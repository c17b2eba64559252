use std::fmt::Write as _;

use comfy_table::modifiers::{UTF8_ROUND_CORNERS, UTF8_SOLID_INNER_BORDERS};
use comfy_table::presets::{UTF8_FULL, UTF8_FULL_CONDENSED};
use comfy_table::{Attribute, Cell, CellAlignment, Color, ContentArrangement, Table};

use placement_core::AnalyticsReport;
use placement_map::aliases;
use placement_model::{ColumnBinding, CountRow, MeanRow};
use placement_portal::{Dashboard, NoticeLevel};

/// Human-readable report: column binding, then one table per summary.
pub fn render_report(report: &AnalyticsReport) -> String {
    let binding = &report.binding;
    let result = &report.result;
    let mut out = String::new();
    let _ = writeln!(out, "File: {}", report.file_name);
    let _ = writeln!(out, "Rows: {}", report.row_count);
    let _ = writeln!(out, "Columns: {}", describe_binding(binding));

    let _ = writeln!(out, "\nPlacements by site:");
    let _ = writeln!(out, "{}", count_table(&binding.site_column, &result.by_site));
    let _ = writeln!(out, "\nPlacements by field:");
    let _ = writeln!(out, "{}", count_table(&binding.field_column, &result.by_field));

    match &binding.score_column {
        Some(score) => {
            let _ = writeln!(out, "\nMean score by site:");
            let _ = writeln!(
                out,
                "{}",
                mean_table(&binding.site_column, score, &result.score_avg)
            );
        }
        None => {
            let _ = writeln!(out, "\nNo score column found; mean scores skipped.");
        }
    }
    out
}

fn describe_binding(binding: &ColumnBinding) -> String {
    let field = if binding.field_is_fallback() {
        format!("{} (same as site)", binding.field_column)
    } else {
        binding.field_column.clone()
    };
    format!(
        "site = {}, field = {}, score = {}",
        binding.site_column,
        field,
        binding.score_column.as_deref().unwrap_or("-")
    )
}

fn count_table(column: &str, rows: &[CountRow]) -> Table {
    let mut table = Table::new();
    table.set_header(vec![header_cell(column), header_cell("Count")]);
    apply_summary_table_style(&mut table);
    align_column(&mut table, 1, CellAlignment::Right);
    for row in rows {
        table.add_row(vec![Cell::new(&row.key), Cell::new(row.count)]);
    }
    if rows.is_empty() {
        table.add_row(vec![dim_cell("no rows"), dim_cell("-")]);
    }
    table
}

fn mean_table(site_column: &str, score_column: &str, rows: &[MeanRow]) -> Table {
    let mut table = Table::new();
    table.set_header(vec![
        header_cell(site_column),
        header_cell(&format!("Mean {score_column}")),
        header_cell("Samples"),
    ]);
    apply_summary_table_style(&mut table);
    align_column(&mut table, 1, CellAlignment::Right);
    align_column(&mut table, 2, CellAlignment::Right);
    for row in rows {
        table.add_row(vec![
            Cell::new(&row.key),
            Cell::new(format!("{:.2}", row.mean)),
            Cell::new(row.samples),
        ]);
    }
    if rows.is_empty() {
        table.add_row(vec![dim_cell("no numeric scores"), dim_cell("-"), dim_cell("-")]);
    }
    table
}

/// Recognized headers per role, in match priority.
pub fn render_aliases() -> String {
    let mut table = Table::new();
    table.set_header(vec![
        header_cell("Role"),
        header_cell("Priority"),
        header_cell("Header"),
    ]);
    apply_table_style(&mut table);
    align_column(&mut table, 1, CellAlignment::Right);
    for (role, names) in aliases() {
        for (index, name) in names.iter().enumerate() {
            let role_cell = if index == 0 {
                Cell::new(role).add_attribute(Attribute::Bold)
            } else {
                dim_cell("")
            };
            table.add_row(vec![role_cell, Cell::new(index + 1), Cell::new(name)]);
        }
    }
    format!("{table}\n")
}

pub fn render_dashboard(dashboard: &Dashboard) -> String {
    let stats = &dashboard.stats;
    let mut table = Table::new();
    table.set_header(vec![header_cell("Metric"), header_cell("Value")]);
    apply_summary_table_style(&mut table);
    align_column(&mut table, 1, CellAlignment::Right);
    table.add_row(vec![
        Cell::new("Registered students"),
        Cell::new(stats.registered_students),
    ]);
    table.add_row(vec![
        Cell::new("Registered mentors"),
        Cell::new(stats.registered_mentors),
    ]);
    table.add_row(vec![Cell::new("Success rate"), Cell::new(&stats.success_rate)]);
    table.add_row(vec![
        Cell::new("Placements done"),
        Cell::new(stats.placements_done),
    ]);
    format!("{table}\n")
}

pub fn print_notices(dashboard: &Dashboard) {
    for notice in &dashboard.notices {
        match notice.level {
            NoticeLevel::Error => eprintln!("error: {}", notice.message),
            NoticeLevel::Success => eprintln!("{}", notice.message),
        }
    }
}

fn apply_table_style(table: &mut Table) {
    table
        .load_preset(UTF8_FULL_CONDENSED)
        .apply_modifier(UTF8_ROUND_CORNERS)
        .set_content_arrangement(ContentArrangement::Dynamic)
        .set_width(100);
}

fn apply_summary_table_style(table: &mut Table) {
    table
        .load_preset(UTF8_FULL)
        .apply_modifier(UTF8_ROUND_CORNERS)
        .apply_modifier(UTF8_SOLID_INNER_BORDERS)
        .set_content_arrangement(ContentArrangement::Dynamic)
        .set_width(100);
}

fn align_column(table: &mut Table, index: usize, alignment: CellAlignment) {
    if let Some(column) = table.column_mut(index) {
        column.set_cell_alignment(alignment);
    }
}

fn header_cell(label: &str) -> Cell {
    Cell::new(label)
        .fg(Color::Cyan)
        .add_attribute(Attribute::Bold)
}

fn dim_cell(value: &str) -> Cell {
    Cell::new(value).add_attribute(Attribute::Dim)
}
//! Error types for upload ingestion.

use std::path::PathBuf;

use thiserror::Error;

use crate::format::TableFormat;

/// Errors that can occur while turning an upload into a table.
#[derive(Debug, Error)]
pub enum IngestError {
    // === Format Errors ===
    /// File name does not end in a supported tabular extension.
    #[error("unsupported file format: {file_name} (expected .csv, .xlsx, .xlsm, .xls or .ods)")]
    UnsupportedFormat { file_name: String },

    // === Parsing Errors ===
    /// File claims a supported format but could not be parsed.
    #[error("failed to parse {format} file: {message}")]
    Parse {
        format: TableFormat,
        message: String,
    },

    /// Workbook opened but contains no worksheet.
    #[error("workbook contains no worksheet")]
    NoWorksheet,

    // === Limits ===
    /// Upload exceeds the configured byte ceiling.
    #[error("file too large: {size} bytes (limit {max_size} bytes)")]
    FileTooLarge { size: u64, max_size: u64 },

    /// Table exceeds the configured row ceiling.
    #[error("too many rows: more than {limit} data rows")]
    TooManyRows { limit: usize },

    // === File System Errors ===
    /// Failed to read a local file.
    #[error("failed to read file {path}: {source}")]
    FileRead {
        path: PathBuf,
        #[source]
        source: std::io::Error,
    },
}

impl IngestError {
    pub(crate) fn parse(format: TableFormat, message: impl ToString) -> Self {
        Self::Parse {
            format,
            message: message.to_string(),
        }
    }
}

/// Result type for ingestion operations.
pub type Result<T> = std::result::Result<T, IngestError>;
//! Data model for the placement analytics pipeline.
//!
//! All types here are request-scoped values: an upload is parsed into an
//! [`UploadedTable`], its headers are bound to roles in a [`ColumnBinding`],
//! and the aggregation produces an [`AggregationResult`] that the presenter
//! flattens into a [`ChartSeries`].

pub mod aggregate;
pub mod binding;
pub mod chart;
pub mod error;
pub mod options;
pub mod table;

pub use aggregate::{AggregationResult, CountRow, MeanRow};
pub use binding::{ColumnBinding, ColumnRole};
pub use chart::ChartSeries;
pub use error::{ModelError, Result};
pub use options::{
    AnalyticsOptions, DEFAULT_MAX_ROWS, DEFAULT_MAX_UPLOAD_BYTES, KeyNormalization,
};
pub use table::{CellValue, UploadedTable};
//! Fixed header alias lists, institutional language first.
//!
//! Order matters: resolution walks each list front to back and the first
//! alias present in the upload wins.

use placement_model::ColumnRole;

pub const SITE_ALIASES: &[&str] = &[
    "מקום הכשרה",
    "מוסד הכשרה",
    "שם המקום",
    "Site",
    "Placement Site",
    "Training Site",
    "Placement",
];

pub const FIELD_ALIASES: &[&str] = &[
    "תחום התמחות",
    "תחום",
    "התמחות",
    "Field",
    "Specialization",
    "Field of Specialization",
];

pub const SCORE_ALIASES: &[&str] = &[
    "ציון",
    "אחוז התאמה",
    "ציון התאמה",
    "Score",
    "Match Score",
    "Match %",
    "Match Percentage",
];

/// Aliases recognized for one role, in priority order.
pub fn aliases_for(role: ColumnRole) -> &'static [&'static str] {
    match role {
        ColumnRole::Site => SITE_ALIASES,
        ColumnRole::Field => FIELD_ALIASES,
        ColumnRole::Score => SCORE_ALIASES,
    }
}

/// Every role with its aliases, for display.
pub fn aliases() -> [(ColumnRole, &'static [&'static str]); 3] {
    ColumnRole::ALL.map(|role| (role, aliases_for(role)))
}
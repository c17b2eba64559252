//! Site-wide maintenance gate.

use serde::Serialize;

use crate::config::{ConfigProvider, maintenance_enabled};

/// Path prefixes that stay reachable during maintenance.
pub const MAINTENANCE_OPEN_PREFIXES: [&str; 2] = ["/lecturer", "/login"];

/// Response served instead of a blocked page.
#[derive(Debug, Clone, PartialEq, Eq, Serialize)]
pub struct MaintenanceNotice {
    pub status: u16,
    pub title: &'static str,
    pub message: &'static str,
}

impl Default for MaintenanceNotice {
    fn default() -> Self {
        Self {
            status: 503,
            title: "האתר סגור כרגע",
            message: "הגישה לטופס סטודנטים הוגבלה זמנית.",
        }
    }
}

/// Returns a notice when `path` must be blocked, `None` to let it through.
///
/// The flag is read on every call.
pub fn maintenance_gate(config: &dyn ConfigProvider, path: &str) -> Option<MaintenanceNotice> {
    if MAINTENANCE_OPEN_PREFIXES
        .iter()
        .any(|prefix| path.starts_with(prefix))
    {
        return None;
    }
    if !maintenance_enabled(config) {
        return None;
    }
    tracing::debug!(path, "request blocked by maintenance mode");
    Some(MaintenanceNotice::default())
}
//! One analytics request, end to end: ingest, resolve, aggregate.

use std::path::Path;
use std::time::Instant;

use serde::Serialize;
use tracing::{info, info_span};

use placement_ingest::{read_table_file, read_upload};
use placement_map::resolve_columns;
use placement_model::{AggregationResult, AnalyticsOptions, ColumnBinding, UploadedTable};

use crate::aggregate::aggregate;
use crate::error::{AnalyticsError, Result};

/// Outcome of a successful analytics run.
#[derive(Debug, Clone, PartialEq, Serialize)]
pub struct AnalyticsReport {
    pub file_name: String,
    pub row_count: usize,
    pub binding: ColumnBinding,
    pub result: AggregationResult,
}

/// Resolves columns and aggregates an already parsed table.
pub fn analyze_table(
    table: &UploadedTable,
    options: &AnalyticsOptions,
) -> Result<(ColumnBinding, AggregationResult)> {
    let binding = resolve_columns(table.headers())?;
    let result = aggregate(table, &binding, options.key_normalization)?;
    Ok((binding, result))
}

/// Runs the pipeline over an uploaded file held in memory.
///
/// An empty file name means no file was attached to the request.
pub fn analyze_upload(
    file_name: &str,
    bytes: &[u8],
    options: &AnalyticsOptions,
) -> Result<AnalyticsReport> {
    if file_name.trim().is_empty() {
        return Err(AnalyticsError::NoFile);
    }
    let span = info_span!("analytics", file = %file_name);
    let _guard = span.enter();
    let start = Instant::now();

    let table = read_upload(file_name, bytes, options)?;
    finish(file_name, &table, options, start)
}

/// Runs the pipeline over a local file.
pub fn analyze_file(path: &Path, options: &AnalyticsOptions) -> Result<AnalyticsReport> {
    let file_name = path
        .file_name()
        .and_then(|name| name.to_str())
        .unwrap_or_default()
        .to_string();
    let span = info_span!("analytics", file = %path.display());
    let _guard = span.enter();
    let start = Instant::now();

    let table = read_table_file(path, options)?;
    finish(&file_name, &table, options, start)
}

fn finish(
    file_name: &str,
    table: &UploadedTable,
    options: &AnalyticsOptions,
    start: Instant,
) -> Result<AnalyticsReport> {
    let (binding, result) = analyze_table(table, options)?;
    info!(
        rows = table.row_count(),
        sites = result.by_site.len(),
        fields = result.by_field.len(),
        scored_sites = result.score_avg.len(),
        field_fallback = binding.field_is_fallback(),
        duration_ms = start.elapsed().as_millis(),
        "analytics complete"
    );
    Ok(AnalyticsReport {
        file_name: file_name.to_string(),
        row_count: table.row_count(),
        binding,
        result,
    })
}
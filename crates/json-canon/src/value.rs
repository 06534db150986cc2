//! The value model: a closed set of JSON-like shapes plus a date leaf.
//!
//! Objects map keys to `Option<Value>`. `None` is an *absent* property: it is
//! part of the key set handed to sorters and replacers, but it is never
//! rendered (not even as `null`).

use std::collections::BTreeMap;

use chrono::{DateTime, Utc};

use crate::date::to_iso_string;

/// A canonicalizable value.
#[derive(Debug, Clone, PartialEq)]
pub enum Value {
    Null,
    Bool(bool),
    /// All numbers are IEEE-754 doubles, as in JavaScript.
    Number(f64),
    String(String),
    Array(Vec<Value>),
    Object(Object),
    /// Rendered as an ISO-8601 UTC string with millisecond precision.
    Date(DateTime<Utc>),
}

impl Value {
    /// Short name of the variant, used in log lines and error messages.
    pub fn kind(&self) -> &'static str {
        match self {
            Value::Null => "null",
            Value::Bool(_) => "boolean",
            Value::Number(_) => "number",
            Value::String(_) => "string",
            Value::Array(_) => "array",
            Value::Object(_) => "object",
            Value::Date(_) => "date",
        }
    }

    pub fn as_object(&self) -> Option<&Object> {
        match self {
            Value::Object(obj) => Some(obj),
            _ => None,
        }
    }

    pub fn as_array(&self) -> Option<&[Value]> {
        match self {
            Value::Array(arr) => Some(arr),
            _ => None,
        }
    }

    pub fn as_str(&self) -> Option<&str> {
        match self {
            Value::String(s) => Some(s),
            _ => None,
        }
    }

    /// Convert back to a `serde_json::Value`, the way `JSON.parse` would see
    /// the canonical text: dates become ISO strings and absent properties
    /// disappear. Returns `None` if a number anywhere is not finite.
    pub fn to_json(&self) -> Option<serde_json::Value> {
        Some(match self {
            Value::Null => serde_json::Value::Null,
            Value::Bool(b) => serde_json::Value::Bool(*b),
            Value::Number(n) => serde_json::Number::from_f64(*n)?.into(),
            Value::String(s) => serde_json::Value::String(s.clone()),
            Value::Date(d) => serde_json::Value::String(to_iso_string(d)),
            Value::Array(arr) => serde_json::Value::Array(
                arr.iter().map(Value::to_json).collect::<Option<Vec<_>>>()?,
            ),
            Value::Object(obj) => {
                let mut map = serde_json::Map::new();
                for (key, value) in obj.present() {
                    map.insert(key.to_owned(), value.to_json()?);
                }
                serde_json::Value::Object(map)
            }
        })
    }
}

impl From<serde_json::Value> for Value {
    fn from(value: serde_json::Value) -> Self {
        match value {
            serde_json::Value::Null => Value::Null,
            serde_json::Value::Bool(b) => Value::Bool(b),
            // Without `arbitrary_precision` every JSON number has an f64 view.
            serde_json::Value::Number(n) => Value::Number(n.as_f64().unwrap_or(f64::NAN)),
            serde_json::Value::String(s) => Value::String(s),
            serde_json::Value::Array(arr) => {
                Value::Array(arr.into_iter().map(Value::from).collect())
            }
            serde_json::Value::Object(map) => Value::Object(
                map.into_iter()
                    .map(|(k, v)| (k, Value::from(v)))
                    .collect(),
            ),
        }
    }
}

impl From<&serde_json::Value> for Value {
    fn from(value: &serde_json::Value) -> Self {
        Value::from(value.clone())
    }
}

impl From<bool> for Value {
    fn from(b: bool) -> Self {
        Value::Bool(b)
    }
}

macro_rules! from_number {
    ($($t:ty),*) => {
        $(
            impl From<$t> for Value {
                fn from(n: $t) -> Self {
                    Value::Number(n as f64)
                }
            }
        )*
    };
}

from_number!(i8, i16, i32, i64, isize, u8, u16, u32, u64, usize, f32, f64);

impl From<&str> for Value {
    fn from(s: &str) -> Self {
        Value::String(s.to_owned())
    }
}

impl From<String> for Value {
    fn from(s: String) -> Self {
        Value::String(s)
    }
}

impl From<DateTime<Utc>> for Value {
    fn from(d: DateTime<Utc>) -> Self {
        Value::Date(d)
    }
}

impl From<Object> for Value {
    fn from(obj: Object) -> Self {
        Value::Object(obj)
    }
}

impl<T: Into<Value>> From<Vec<T>> for Value {
    fn from(arr: Vec<T>) -> Self {
        Value::Array(arr.into_iter().map(Into::into).collect())
    }
}

/// An object: unique string keys bound to a value or to *absent*.
///
/// Keys are held in byte-lexicographic order, so iteration never depends on
/// the order in which they were inserted.
#[derive(Debug, Clone, PartialEq, Default)]
pub struct Object {
    entries: BTreeMap<String, Option<Value>>,
}

impl Object {
    pub fn new() -> Self {
        Self::default()
    }

    /// Builder form of [`Object::insert`].
    ///
    /// # Example
    ///
    /// ```
    /// use json_canon::{Object, Value};
    ///
    /// let obj = Object::new().with("b", 2).with("a", "x").with_absent("c");
    /// assert_eq!(obj.len(), 3);
    /// assert_eq!(obj.get("a"), Some(&Value::from("x")));
    /// assert_eq!(obj.get("c"), None);
    /// ```
    pub fn with(mut self, key: impl Into<String>, value: impl Into<Value>) -> Self {
        self.insert(key, value);
        self
    }

    /// Builder form of [`Object::insert_absent`].
    pub fn with_absent(mut self, key: impl Into<String>) -> Self {
        self.insert_absent(key);
        self
    }

    /// Bind `key` to `value`, returning the previous binding if any.
    pub fn insert(
        &mut self,
        key: impl Into<String>,
        value: impl Into<Value>,
    ) -> Option<Option<Value>> {
        self.entries.insert(key.into(), Some(value.into()))
    }

    /// Bind `key` to the absent marker.
    pub fn insert_absent(&mut self, key: impl Into<String>) -> Option<Option<Value>> {
        self.entries.insert(key.into(), None)
    }

    pub fn remove(&mut self, key: &str) -> Option<Option<Value>> {
        self.entries.remove(key)
    }

    /// The present value bound to `key`. Absent and missing keys both give `None`.
    pub fn get(&self, key: &str) -> Option<&Value> {
        self.entries.get(key).and_then(Option::as_ref)
    }

    /// Whether `key` is in the key set, including absent-valued keys.
    pub fn contains_key(&self, key: &str) -> bool {
        self.entries.contains_key(key)
    }

    /// Number of keys, including absent-valued keys.
    pub fn len(&self) -> usize {
        self.entries.len()
    }

    pub fn is_empty(&self) -> bool {
        self.entries.is_empty()
    }

    pub fn keys(&self) -> impl Iterator<Item = &str> {
        self.entries.keys().map(String::as_str)
    }

    /// All entries, absent ones included.
    pub fn iter(&self) -> impl Iterator<Item = (&str, Option<&Value>)> {
        self.entries.iter().map(|(k, v)| (k.as_str(), v.as_ref()))
    }

    /// Only the entries that hold a value.
    pub fn present(&self) -> impl Iterator<Item = (&str, &Value)> {
        self.entries
            .iter()
            .filter_map(|(k, v)| v.as_ref().map(|v| (k.as_str(), v)))
    }

    /// Lookup that distinguishes a missing key (`None`) from an absent one
    /// (`Some(None)`).
    pub(crate) fn entry(&self, key: &str) -> Option<Option<&Value>> {
        self.entries.get(key).map(Option::as_ref)
    }
}

impl<K, V> FromIterator<(K, V)> for Object
where
    K: Into<String>,
    V: Into<Value>,
{
    fn from_iter<I: IntoIterator<Item = (K, V)>>(iter: I) -> Self {
        let mut obj = Object::new();
        for (k, v) in iter {
            obj.insert(k, v);
        }
        obj
    }
}

#[cfg(test)]
mod tests {
    use super::*;
    use chrono::TimeZone;
    use serde_json::json;

    #[test]
    fn from_serde_json_is_total() {
        let value = Value::from(json!({
            "a": [1, 2.5, "x", null, true],
            "b": {"c": {}}
        }));
        let expected = Value::Object(
            Object::new()
                .with(
                    "a",
                    Value::Array(vec![
                        Value::Number(1.0),
                        Value::Number(2.5),
                        Value::from("x"),
                        Value::Null,
                        Value::Bool(true),
                    ]),
                )
                .with("b", Object::new().with("c", Object::new())),
        );
        assert_eq!(value, expected);
    }

    #[test]
    fn object_equality_ignores_insertion_order() {
        let a = Object::new().with("x", 1).with("y", 2);
        let b = Object::new().with("y", 2).with("x", 1);
        assert_eq!(a, b);
        assert_eq!(a.keys().collect::<Vec<_>>(), vec!["x", "y"]);
    }

    #[test]
    fn absent_keys_are_in_the_key_set_but_have_no_value() {
        let obj = Object::new().with("a", 1).with_absent("b");
        assert!(obj.contains_key("b"));
        assert_eq!(obj.get("b"), None);
        assert_eq!(obj.entry("b"), Some(None));
        assert_eq!(obj.entry("zz"), None);
        assert_eq!(obj.present().count(), 1);
        assert_eq!(obj.iter().count(), 2);
    }

    #[test]
    fn to_json_drops_absent_and_renders_dates() {
        let date = Utc.timestamp_millis_opt(1_610_215_894_309).unwrap();
        let value = Value::Object(
            Object::new()
                .with("d", date)
                .with("n", 1)
                .with_absent("gone"),
        );
        assert_eq!(
            value.to_json(),
            Some(json!({"d": "2021-01-09T18:11:34.309Z", "n": 1.0}))
        );
    }

    #[test]
    fn to_json_rejects_non_finite() {
        assert_eq!(Value::Number(f64::NAN).to_json(), None);
        assert_eq!(Value::from(vec![f64::INFINITY]).to_json(), None);
    }

    #[test]
    fn kind_names() {
        assert_eq!(Value::Null.kind(), "null");
        assert_eq!(Value::from(vec![1]).kind(), "array");
        assert_eq!(Value::from(Object::new()).kind(), "object");
    }
}
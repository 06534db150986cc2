//! `json-canon`: print the canonical form or digest of a JSON document.

use std::fs;
use std::io::{self, Read, Write};
use std::path::PathBuf;
use std::process::ExitCode;

use clap::Parser;
use json_canon::{
    canonicalize, digest_with, Algorithm, CanonicalOptions, Indent, Replacement, Value,
};
use thiserror::Error;

#[derive(Parser)]
#[command(name = "json-canon")]
#[command(about = "Deterministic canonical JSON and content digests.")]
#[command(version)]
struct Cli {
    /// Input file; stdin when absent or `-`.
    file: Option<PathBuf>,

    /// Indentation: a space count, `tab` or `compact`.
    #[arg(long, value_name = "N", conflicts_with = "indent_str")]
    indent: Option<Indent>,

    /// Literal indent string (at most 10 characters are used).
    #[arg(long = "indent-str", value_name = "S")]
    indent_str: Option<String>,

    /// Print the digest under this hash instead of the canonical text.
    #[arg(long, value_name = "ALG")]
    digest: Option<String>,

    /// Write raw digest bytes instead of hex.
    #[arg(long, requires = "digest")]
    raw: bool,

    /// Drop the property at this key path, e.g. `.items[0].id`.
    #[arg(long, value_name = "KEY_PATH")]
    omit: Vec<String>,

    /// Keep only properties with this name, at every level.
    #[arg(long, value_name = "KEY")]
    only: Vec<String>,

    /// Sort keys in reverse byte order.
    #[arg(long)]
    descending: bool,

    /// Enable debug logging.
    #[arg(short, long)]
    verbose: bool,
}

#[derive(Debug, Error)]
enum CliError {
    #[error("failed to read {path}: {source}")]
    Read {
        path: String,
        #[source]
        source: io::Error,
    },
    #[error("failed to write output: {0}")]
    Write(#[source] io::Error),
    #[error("invalid JSON input: {0}")]
    Json(#[from] serde_json::Error),
    #[error(transparent)]
    Canon(#[from] json_canon::Error),
}

fn main() -> ExitCode {
    let cli = Cli::parse();
    setup_logging(cli.verbose);

    match run(&cli) {
        Ok(()) => ExitCode::SUCCESS,
        Err(err) => {
            tracing::debug!(error = ?err, "json-canon failed");
            eprintln!("Error: {err}");
            ExitCode::FAILURE
        }
    }
}

fn setup_logging(verbose: bool) {
    use tracing_subscriber::EnvFilter;

    let filter = if verbose {
        EnvFilter::new("debug")
    } else {
        EnvFilter::try_from_default_env().unwrap_or_else(|_| EnvFilter::new("warn"))
    };

    tracing_subscriber::fmt()
        .with_env_filter(filter)
        .with_target(false)
        .with_writer(io::stderr)
        .init();
}

fn run(cli: &Cli) -> Result<(), CliError> {
    // Resolve the algorithm before reading any input.
    let algorithm = cli
        .digest
        .as_deref()
        .map(str::parse::<Algorithm>)
        .transpose()?;

    let input = read_input(cli.file.as_ref())?;
    let json: serde_json::Value = serde_json::from_slice(&input)?;
    let value = Value::from(json);
    tracing::debug!(bytes = input.len(), kind = value.kind(), "parsed input");

    let options = build_options(cli);
    let mut stdout = io::stdout().lock();
    match algorithm {
        Some(algorithm) => {
            let hash = digest_with(&value, algorithm, &options)?;
            if cli.raw {
                stdout.write_all(hash.as_bytes())
            } else {
                writeln!(stdout, "{hash}")
            }
        }
        None => {
            let bytes = canonicalize(&value, &options)?;
            stdout.write_all(&bytes)
        }
    }
    .and_then(|()| stdout.flush())
    .map_err(CliError::Write)
}

fn read_input(file: Option<&PathBuf>) -> Result<Vec<u8>, CliError> {
    let mut buf = Vec::new();
    match file {
        Some(path) if path.as_os_str() != "-" => {
            buf = fs::read(path).map_err(|source| CliError::Read {
                path: path.display().to_string(),
                source,
            })?;
        }
        _ => {
            io::stdin()
                .lock()
                .read_to_end(&mut buf)
                .map_err(|source| CliError::Read {
                    path: "<stdin>".to_string(),
                    source,
                })?;
        }
    }
    Ok(buf)
}

fn build_options(cli: &Cli) -> CanonicalOptions<'_> {
    let indent = match (&cli.indent, &cli.indent_str) {
        (_, Some(s)) => Indent::custom(s),
        (Some(indent), None) => indent.clone(),
        (None, None) => Indent::Compact,
    };
    let mut options = CanonicalOptions::new().indent(indent);

    if !cli.omit.is_empty() || !cli.only.is_empty() {
        let omit = &cli.omit;
        let only = &cli.only;
        options = options.replacer(move |prop| {
            let omitted = omit.iter().any(|p| p == prop.key_path);
            let filtered = !only.is_empty() && !only.iter().any(|k| k == prop.key);
            if omitted || filtered {
                Replacement::Omit
            } else {
                Replacement::Keep
            }
        });
    }
    if cli.descending {
        options = options.sorter(|a, b, _| b.cmp(a));
    }
    options
}

#[cfg(test)]
mod tests {
    use super::*;
    use clap::CommandFactory;

    #[test]
    fn cli_definition_is_consistent() {
        Cli::command().debug_assert();
    }

    #[test]
    fn indent_flag_parses_counts_and_names() {
        let cli = Cli::try_parse_from(["json-canon", "--indent", "4"]).unwrap();
        assert_eq!(cli.indent, Some(Indent::Spaces(4)));
        let cli = Cli::try_parse_from(["json-canon", "--indent", "tab"]).unwrap();
        assert_eq!(cli.indent, Some(Indent::custom("\t")));
        assert!(Cli::try_parse_from(["json-canon", "--indent", "wide"]).is_err());
    }

    #[test]
    fn filters_combine() {
        let cli = Cli::try_parse_from([
            "json-canon",
            "--omit",
            ".a.x",
            "--only",
            "a",
            "--only",
            "x",
            "--only",
            "y",
        ])
        .unwrap();
        let value = Value::from(serde_json::json!({"a": {"x": 1, "y": 2}, "b": 3}));
        let out = canonicalize(&value, &build_options(&cli)).unwrap();
        assert_eq!(out, br#"{"a":{"y":2}}"#);
    }
}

---------------

EXERCISE GOAL: Search the records for the word "PartialEq", then list every line that has it.

RESPONSE AREA:
#[derive(Debug, Clone, PartialEq, Eq, Serialize)]
#[derive(Debug, Clone, PartialEq, Serialize)]
#[derive(Debug, Clone, PartialEq)]
#[derive(Debug, Clone, PartialEq, Default)]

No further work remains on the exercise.